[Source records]
══════════

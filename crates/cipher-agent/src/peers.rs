//! HTTP peer book and LAN beacon.
//!
//! Peers here are tree/relayer HTTP endpoints, learned from DHT rendezvous
//! records and LAN announce datagrams. Entries expire after two minutes of
//! silence; the surviving set is persisted to `known-peers.json` on stop
//! and during cleanup.

use cipher_core::error::{Error, Result};
use cipher_dht::validate_endpoint;
use serde::{Deserialize, Serialize};
use serde_json::json;
use std::collections::HashMap;
use std::path::PathBuf;
use std::sync::atomic::{AtomicBool, Ordering};
use std::sync::{Arc, Mutex};
use std::time::Duration;
use tokio::net::UdpSocket;
use tracing::{debug, trace, warn};

pub const PEERS_FILE: &str = "known-peers.json";
/// Peers silent for longer than this are garbage-collected.
pub const PEER_TTL: Duration = Duration::from_secs(120);
/// Beacon cadence.
pub const BEACON_INTERVAL: Duration = Duration::from_secs(30);

#[derive(Debug, Clone, Serialize, Deserialize, PartialEq, Eq)]
#[serde(rename_all = "camelCase")]
pub struct KnownPeer {
    pub host: String,
    pub port: u16,
    /// Milliseconds since the epoch.
    pub last_seen: i64,
    #[serde(default)]
    pub trees: Vec<u32>,
}

pub struct PeerBook {
    path: PathBuf,
    dev_mode: bool,
    peers: Mutex<HashMap<String, KnownPeer>>,
}

impl PeerBook {
    /// Load and validate the persisted peer set; invalid rows are dropped.
    pub fn load(data_dir: &std::path::Path, dev_mode: bool) -> Self {
        let path = data_dir.join(PEERS_FILE);
        let mut peers = HashMap::new();
        if let Ok(raw) = std::fs::read_to_string(&path) {
            match serde_json::from_str::<Vec<KnownPeer>>(&raw) {
                Ok(list) => {
                    for peer in list {
                        if validate_endpoint(&peer.host, peer.port, dev_mode).is_ok() {
                            peers.insert(format!("{}:{}", peer.host, peer.port), peer);
                        }
                    }
                }
                Err(e) => warn!(error = %e, "discarding unreadable known-peers file"),
            }
        }
        debug!(count = peers.len(), "peer book loaded");
        Self {
            path,
            dev_mode,
            peers: Mutex::new(peers),
        }
    }

    /// Record (or refresh) a peer endpoint.
    pub fn record(&self, host: &str, port: u16, trees: Vec<u32>) -> Result<()> {
        validate_endpoint(host, port, self.dev_mode)?;
        let mut peers = self.peers.lock().expect("peer lock");
        let entry = peers
            .entry(format!("{host}:{port}"))
            .or_insert_with(|| KnownPeer {
                host: host.to_string(),
                port,
                last_seen: 0,
                trees: Vec::new(),
            });
        entry.last_seen = chrono::Utc::now().timestamp_millis();
        if !trees.is_empty() {
            entry.trees = trees;
        }
        Ok(())
    }

    pub fn snapshot(&self) -> Vec<KnownPeer> {
        let mut list: Vec<KnownPeer> = self
            .peers
            .lock()
            .expect("peer lock")
            .values()
            .cloned()
            .collect();
        list.sort_by(|a, b| b.last_seen.cmp(&a.last_seen));
        list
    }

    pub fn len(&self) -> usize {
        self.peers.lock().expect("peer lock").len()
    }

    pub fn is_empty(&self) -> bool {
        self.len() == 0
    }

    /// Drop expired peers and rewrite the on-disk set.
    pub fn cleanup(&self) {
        let horizon = chrono::Utc::now().timestamp_millis() - PEER_TTL.as_millis() as i64;
        let removed = {
            let mut peers = self.peers.lock().expect("peer lock");
            let before = peers.len();
            peers.retain(|_, p| p.last_seen >= horizon);
            before - peers.len()
        };
        if removed > 0 {
            debug!(removed, "expired peers dropped");
        }
        if let Err(e) = self.save() {
            warn!(error = %e, "failed to persist peer book");
        }
    }

    pub fn save(&self) -> Result<()> {
        let list = self.snapshot();
        let body = serde_json::to_vec_pretty(&list).map_err(|e| Error::Disk(e.to_string()))?;
        let tmp = self.path.with_extension("json.tmp");
        std::fs::write(&tmp, body)?;
        #[cfg(unix)]
        {
            use std::os::unix::fs::PermissionsExt;
            std::fs::set_permissions(&tmp, std::fs::Permissions::from_mode(0o600))?;
        }
        std::fs::rename(&tmp, &self.path)?;
        Ok(())
    }
}

#[derive(Debug, Serialize, Deserialize)]
struct BeaconPayload {
    #[serde(rename = "type")]
    kind: String,
    port: u16,
    trees: Vec<u32>,
    timestamp: i64,
    /// Per-process tag so a node can recognize its own broadcast echo.
    #[serde(default)]
    nonce: u64,
}

/// LAN beacon: broadcast our announce datagram every 30 s and record peers
/// from datagrams we receive (ignoring our own).
pub async fn run_beacon(
    peers: Arc<PeerBook>,
    store: Arc<cipher_merkle::TreeStore>,
    http_port: u16,
    beacon_port: u16,
    extra_broadcast: Vec<String>,
    stop: Arc<AtomicBool>,
) -> Result<()> {
    let socket = UdpSocket::bind(("0.0.0.0", beacon_port))
        .await
        .map_err(|e| Error::Network(format!("beacon bind: {e}")))?;
    socket
        .set_broadcast(true)
        .map_err(|e| Error::Network(e.to_string()))?;

    let mut targets = vec!["255.255.255.255".to_string()];
    targets.extend(extra_broadcast);

    let nonce: u64 = rand::random();
    let mut ticker = tokio::time::interval(BEACON_INTERVAL);
    let mut buf = [0u8; 2048];
    loop {
        if stop.load(Ordering::Relaxed) {
            return Ok(());
        }
        tokio::select! {
            _ = ticker.tick() => {
                let payload = json!(BeaconPayload {
                    kind: "announce".into(),
                    port: http_port,
                    trees: store.advertised_chunks(),
                    timestamp: chrono::Utc::now().timestamp_millis(),
                    nonce,
                });
                let bytes = payload.to_string();
                for target in &targets {
                    if let Err(e) = socket.send_to(bytes.as_bytes(), (target.as_str(), beacon_port)).await {
                        trace!(target, error = %e, "beacon send failed");
                    }
                }
            }
            received = socket.recv_from(&mut buf) => {
                let Ok((len, from)) = received else { continue };
                let Ok(payload) = serde_json::from_slice::<BeaconPayload>(&buf[..len]) else {
                    continue;
                };
                if payload.kind != "announce" || payload.nonce == nonce {
                    continue; // not an announce, or our own echo
                }
                let host = from.ip().to_string();
                if peers.record(&host, payload.port, payload.trees).is_ok() {
                    trace!(host, port = payload.port, "peer recorded from beacon");
                }
            }
        }
    }
}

══════════

## Action item
The lines from the first of the entries through the line holding "and during cleanup." are to be restated word for word, and no others.

## Your response
filename crates/cipher-agent/src/peers.rs
//! HTTP peer book and LAN beacon.
//!
//! Peers here are tree/relayer HTTP endpoints, learned from DHT rendezvous
//! records and LAN announce datagrams. Entries expire after two minutes of
//! silence; the surviving set is persisted to `known-peers.json` on stop
//! and during cleanup.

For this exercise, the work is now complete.